Prende il via il piano per ripulire i fiumi del nord Europa e salvare il mar Baltico dall’inquinamento

Per salvare il mar Baltico dall’inquinamento c’è un’unica strada: bonificare i corsi d’acqua. Va in questa direzione un progetto europeo.

Se vogliamo cercare uno dei mari più inquinati al mondo, non dobbiamo andare troppo lontano. Il mar Baltico, che bagna le coste del nord Europa, è alle prese con pesantissimi problemi ambientali che affondano le sue radici in decenni di sviluppo industriale noncurante degli equilibri dell’ecosistema. A tal punto che si è reso necessario mappare tutti i corsi d’acqua, per rintracciare le fonti di inquinamento e procedere al più presto con le bonifiche. A raccontare i progetti europei in corso è un approfondimento pubblicato da Euronews.

I problemi ambientali che affliggono il mar Baltico

“Io vengo dalla Lituania, dove abbiamo circa 100 chilometri di costa affacciata sul mar Baltico. È il luogo dove trascorriamo le vacanze, ripulisce l’aria che respiriamo, ci offre quella brezza fresca che tanto ci piace, e storicamente è stata la nostra porta d’accesso all’Europa”. Con queste parole il commissario europeo per l’Ambiente e gli oceani, Virginijus Sinkevičius, ha aperto una conferenza dedicata proprio ai problemi ambientali che affliggono il mar Baltico.

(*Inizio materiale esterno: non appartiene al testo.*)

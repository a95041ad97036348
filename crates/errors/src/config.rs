//! Configuration error types

use std::borrow::Cow;

use crate::UserFacingError;
use thiserror::Error;

#[derive(Debug, Clone, Error)]
#[non_exhaustive]
pub enum ConfigError {
    #[error("config file not found: {path}")]
    NotFound { path: String },

    #[error("invalid config: {message}")]
    Invalid { message: String },

    #[error("parse error: {message}")]
    ParseError { message: String },

    #[error("invalid value for {field}: {value}")]
    InvalidValue { field: String, value: String },
}

impl UserFacingError for ConfigError {
    fn user_message(&self) -> Cow<'_, str> {
        Cow::Owned(self.to_string())
    }

    fn user_hint(&self) -> Option<&'static str> {
        match self {
            Self::NotFound { .. } => Some("Check the path passed to --config."),
            Self::InvalidValue { .. } | Self::Invalid { .. } | Self::ParseError { .. } => {
                Some("Fix the configuration value and retry the command.")
            }
        }
    }

    fn user_code(&self) -> Option<&'static str> {
        let code = match self {
            Self::NotFound { .. } => "config.not_found",
            Self::Invalid { .. } => "config.invalid",
            Self::ParseError { .. } => "config.parse_error",
            Self::InvalidValue { .. } => "config.invalid_value",
        };
        Some(code)
    }
}
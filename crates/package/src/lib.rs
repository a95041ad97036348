#![deny(clippy::pedantic, unsafe_code)]
#![allow(clippy::module_name_repetitions)]

//! Sidecar artifacts for signed packages
//!
//! A signed package ships two files next to its directory: `<name>.sig`
//! holding the signature text over the package's tree digest, and
//! `<name>.pub` holding a verbatim copy of the PEM public key. This crate
//! writes them at packaging time and checks them at install or audit time.

mod check;
mod layout;
mod write;

pub use check::verify_sidecars;
pub use layout::{
    default_out_dir, ensure_outside_tree, package_name, SidecarLayout, SidecarPaths,
};
pub use write::{write_sidecars, SidecarReport, SidecarRequest};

Primo fra tutti, l’eutrofizzazione, cioè l’eccesso di nitrati e fosfati riscontrato addirittura nel 97 per cento delle sue acque. Questi ultimi sono generati soprattutto dalle attività agricole e vengono trasportati attraverso i fiumi; una quota minore arriva dalle acque reflue o, ancora, viene rilasciata dai fondali. Le conseguenze – fioriture di microalghe nocive, carenza di luce e ossigeno – danneggiano l’ecosistema, la biodiversità e anche le attività umane, come il turismo e la pesca. Proprio la pesca eccessiva è un’altra delle minacce per il futuro dell’ecosistema, alla pari dell’inquinamento.

pesca nel mar baltico
Un peschereccio nel mar Baltico © Sean Gallup/Getty Images

La sfida: mappare e ripulire i fiumi 

Mappare tutti i corsi d’acqua che sfociano nel mar Baltico, per poi ripulirli da fertilizzanti, rifiuti e sostanze chimiche nocive. È l’obiettivo del progetto CleanEst, co-finanziato dal programma Life dell’Unione europea. La buona notizia, fa sapere la coordinatrice Mari Sepp, è che nell’arco degli ultimi trent’anni l’inquinamento da nutrienti si è all’incirca dimezzato. Ciò non significa però che non ci sia da lavorare, anzi.

In epoca sovietica, per esempio, una fabbrica di riparazione di pneumatici ha letteralmente inzuppato di combustibili industriali i terreni nei pressi del fiume Purtse, in Estonia. Il progetto CleanEst è riuscito a rimuovere 14mila metri cubi di suolo contaminato, fermando sul nascere il dilagare di questi veleni. Nel prossimo futuro bisognerà fare lo stesso con il fondale del fiume Erra, sempre in Estonia, ricoperto da uno strato di pece di petrolio spesso mezzo metro. In tutto, si parla di circa 40mila metri cubi di bitume ormai solidificato che andrà rimosso e depositato in un sito ad hoc per rifiuti pericolosi.